Por: Lupe Muñoz

Ayer en la noche entré al Messenger, empiezo a ver la lista de contactos y aparte de ver a algunas compañeras de la U, algunas amigas de mi ex ciudad de residencia y algunos desconocidos que nunca faltan que te agregan sin el mínimo reparo, no habían nadie más, me pareció extraño y me pregunté: ¿donde están mis amigos con quienes chateo habitualmente? ¿dónde están los chicos stand by?, ¿dónde están todos los ex amisnovios?, ¡¡¡¡¡¡Dóndeeee!!!. Bueno después de un rato de hablar con mis amigas, me fui a casa. En mi sala encontré a mis hermanos y un par de vecinos que se aprovechaban de un canal de fútbol, todos a la expectativa de un partido, gritando muy eufóricos. Eso lo relacioné con la ausencia de comunicación masculina en mi msgr. Claro está que no todos habrán estado viendo el partido, posiblemente me esté quedando sin amigos, lo que sí estoy completamente segura que es normal que la mayoría de varones –los que les gusta el fútbol claro está- terminan convirtiendo un partido de fútbol como EL EVENTO del día o la noche y sus habituales intereses –inclusive nosotras- terminamos en último plano, porque antes de nosotras estaría la celebración del triunfo o el descargo de la derrota con las clásicas cervezas. Ritual conocido.
Este "descuido" se hace más notable y tedioso si juega la selección. Es terrible y a veces termina siendo intolerable. Recuerdo hace algún tiempo, chateando con un aminovio, antes de despedirnos le pedía que al día siguiente también se conecte, -en esa época, una de nuestras pocas formas de comunicación- ya chévere, me dijo, pero después de las 8:00 p.m., antes de esa hora no estoy para nadie, dejó bien en claro. ¿Así? ¿por qué?, ¿qué vas a hacer?, le dije intrigada. "Es que juega Perú, pues". ¿O sea me cambias por el partido?, alcé mi voz de protesta, No seas mala pues, ES PERÙ!!!!! (…)
Me anticipo y les comento sin pena alguna que a mí me gusta el fútbol. Y disfruto con un partido de fútbol, más si juega la selección. O sea no soy de lanzar un: ¿yo no se qué diablos encuentras viendo a un grupo de cojudos correteando una pelota? o ¿Cómo es posible que des más importancia a esa tontería?. Pero sí hablo por las que no les gusta. A las chicas que no tienen predilección por el "deporte rey". Poco les importa que sean las eliminatorias del mundial, que sea amistoso o de clasificación, que si Pizarro no haya sido convocado o que Burga sea el culpable de que perdamos siempre. Y es aún peor, si ustedes varones, con poco tacto y mucha desfachatez -como son la mayoría en estos casos- intentan cambiar de opinión.
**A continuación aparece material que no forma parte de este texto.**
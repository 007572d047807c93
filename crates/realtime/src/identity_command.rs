//! Commands sent to the identity resolver actor.

use portal_connectors::ConnectorError;
use portal_protocol::{Identity, SessionChange};
use tokio::sync::oneshot;

use crate::identity::ResolutionOutcome;

/// A command that can be sent to the identity resolver.
pub enum IdentityCommand {
    /// Re-derive identity from the ambient session. Replies once the
    /// resolution this command started (or a later one superseding it)
    /// has landed.
    Refresh { reply: oneshot::Sender<Identity> },

    /// Clear identity and sign out remotely. The identity is cleared even
    /// when the remote call fails; the remote result is the reply.
    SignOut {
        reply: oneshot::Sender<Result<(), ConnectorError>>,
    },
}

/// What started a resolution
#[derive(Debug, Clone)]
pub(crate) enum Trigger {
    /// Read the currently active session from the store
    Ambient,
    /// A pushed session change carrying its own session
    Change(SessionChange),
}

/// A finished resolution reported back by its task
pub(crate) struct Resolved {
    pub token: u64,
    pub outcome: ResolutionOutcome,
}
use super::*;
use crate::primitives::{ColorIntent, LogFormat};
use clap::CommandFactory;
use std::path::PathBuf;

#[test]
fn test_cli_definition_is_consistent() {
    Cli::command().debug_assert();
}

#[test]
fn test_parse_load_with_filters() {
    let cli = Cli::try_parse_from([
        "dynafix", "--workdir", "seed", "load", "accounts", "0001", "--dry-run",
    ])
    .unwrap();

    assert_eq!(cli.config.workdir, Some(PathBuf::from("seed")));
    assert_eq!(
        cli.command,
        Some(Commands::Load {
            namespace: Some("accounts".to_string()),
            name_prefix: Some("0001".to_string()),
            dry_run: true,
            list: false,
        })
    );
}

#[test]
fn test_global_options_after_subcommand() {
    let cli = Cli::try_parse_from([
        "dynafix", "list", "--format", "json", "--color", "never", "--log-format", "json",
    ])
    .unwrap();

    assert_eq!(cli.command, Some(Commands::List { format: ListFormat::Json }));
    assert_eq!(cli.config.color, ColorIntent::Never);
    assert_eq!(cli.config.log_format, LogFormat::Json);
}

#[test]
fn test_list_defaults_to_text() {
    let cli = Cli::try_parse_from(["dynafix", "list"]).unwrap();
    assert_eq!(cli.command, Some(Commands::List { format: ListFormat::Text }));
}

#[test]
fn test_log_level_out_of_range_is_rejected() {
    assert!(Cli::try_parse_from(["dynafix", "--log-level", "9", "version"]).is_err());
}

#[test]
fn test_no_command_is_allowed() {
    let cli = Cli::try_parse_from(["dynafix"]).unwrap();
    assert!(cli.command.is_none());
}

#[test]
fn test_requires_discovery() {
    assert!(Commands::List { format: ListFormat::Text }.requires_discovery());
    assert!(!Commands::Version.requires_discovery());
}
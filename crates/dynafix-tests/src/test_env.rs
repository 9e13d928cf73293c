//! Isolated working directories for E2E testing
//!
//! Every [`TestEnvironment`] owns a temporary workdir with its own store file,
//! so tests can run in parallel without sharing state.

use anyhow::Result;
use dynafix_lib::application::{AppConfig, Commands, execute_command_with_display};
use dynafix_lib::display::{Display, StyleManager};
use dynafix_lib::store::JsonStore;
use dynafix_lib::testing::TempDirFixture;
use serde_json::Value;
use std::path::{Path, PathBuf};

use crate::fixtures::SHOP;

/// Temporary fixture workdir plus the configuration pointing at it
pub struct TestEnvironment {
    workdir: TempDirFixture,
}

impl TestEnvironment {
    /// Create an empty environment
    pub fn new() -> Result<Self> {
        let workdir = TempDirFixture::new().map_err(|e| anyhow::anyhow!("{e}"))?;
        Ok(Self { workdir })
    }

    /// Create an environment populated with the sample shop fixtures
    pub fn shop() -> Result<Self> {
        let env = Self::new()?;
        for (namespace, name, manifest) in SHOP {
            env.with_fixture(namespace, name, manifest)?;
        }
        Ok(env)
    }

    /// Add a manifest at `<namespace>/fixtures/<name>.toml`
    pub fn with_fixture(&self, namespace: &str, name: &str, manifest: &str) -> Result<PathBuf> {
        self.workdir
            .write_manifest(namespace, name, manifest)
            .map_err(|e| anyhow::anyhow!("{e}"))
    }

    pub fn workdir(&self) -> &Path {
        self.workdir.path()
    }

    /// Validated configuration for this workdir
    pub fn config(&self) -> Result<AppConfig> {
        let mut config = AppConfig {
            workdir: Some(self.workdir().to_path_buf()),
            ..AppConfig::default()
        };
        config.validate()?;
        Ok(config)
    }

    /// Run a command against this workdir with plain output
    pub fn run(&self, command: Commands) -> Result<()> {
        self.run_with(command, self.config()?)
    }

    /// Run a command with an explicit configuration
    pub fn run_with(&self, command: Commands, config: AppConfig) -> Result<()> {
        let display = Display::with_styling(StyleManager::plain());
        execute_command_with_display(command, &config, &display)
    }

    /// Records currently persisted in the store file
    pub fn stored(&self, collection: &str) -> Result<Vec<Value>> {
        let store = JsonStore::open(self.config()?.store_path())?;
        Ok(store.records(collection)?)
    }

    pub fn store_exists(&self) -> Result<bool> {
        Ok(self.config()?.store_path().exists())
    }
}

/// `load` command with the given filters
pub fn load_command(namespace: Option<&str>, name_prefix: Option<&str>, dry_run: bool) -> Commands {
    Commands::Load {
        namespace: namespace.map(str::to_string),
        name_prefix: name_prefix.map(str::to_string),
        dry_run,
        list: false,
    }
}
Recuerdo que una amiga me contaba: "menganito fue capaz de mentir que estaba bien ocupado con un trabajo, con tal de quedarse a ver el partido y no acompañarme a un trabajo de la Universidad". O sea tampoco es pues. Sabemos que a la mayoría de varones les gusta el fútbol, sabemos que esas dos horas son para ustedes memorables, pero tampoco se muestren y nos demuestren que un partido de fútbol puede ser capaz de acaparar su atención al punto que no pueden ni prestarnos la más mínima atención.
En mi caso le respondí: "ya ok, hablamos cuando termine el partido, yo también voy a intentar ver en el trabajo". En el caso de mi amiga, su respuesta fue una acalorada discusión con sanción de dos días de silencio. La culpa: su interés desmedido por el fútbol.
"El fútbol a veces termina siendo la peor competencia", me comentaba una amiga. Ustedes (varones) dirán: No, las mujeres llegan a la paranoia. Nada de eso, y es que deberían verse cuando están frente a un televisor viendo un Perú Vs X. Cambian totalmente, empiezan desde el comportamiento: las manos nunca las tienes tranquilas, se cogen la cabeza como maniáticos, aplauden por las puras, y qué hablar del desfile de groserías. En ese trance, pobres de nosotras si hacemos aunque sea el amago de preguntar algo. Y no es justo, pues, jovencitos.
Nosotras sabemos de sus gustos por el fútbol y estoy completamente segura que lo vamos a entender (?), pero ustedes no olviden que hay formas y formas de decir: no me interrumpas. Y las mejores formas son las que queremos escuchar, hasta puede que un día terminemos juntos viendo un partido y gritando: A-RRI-BA PE-RÚ!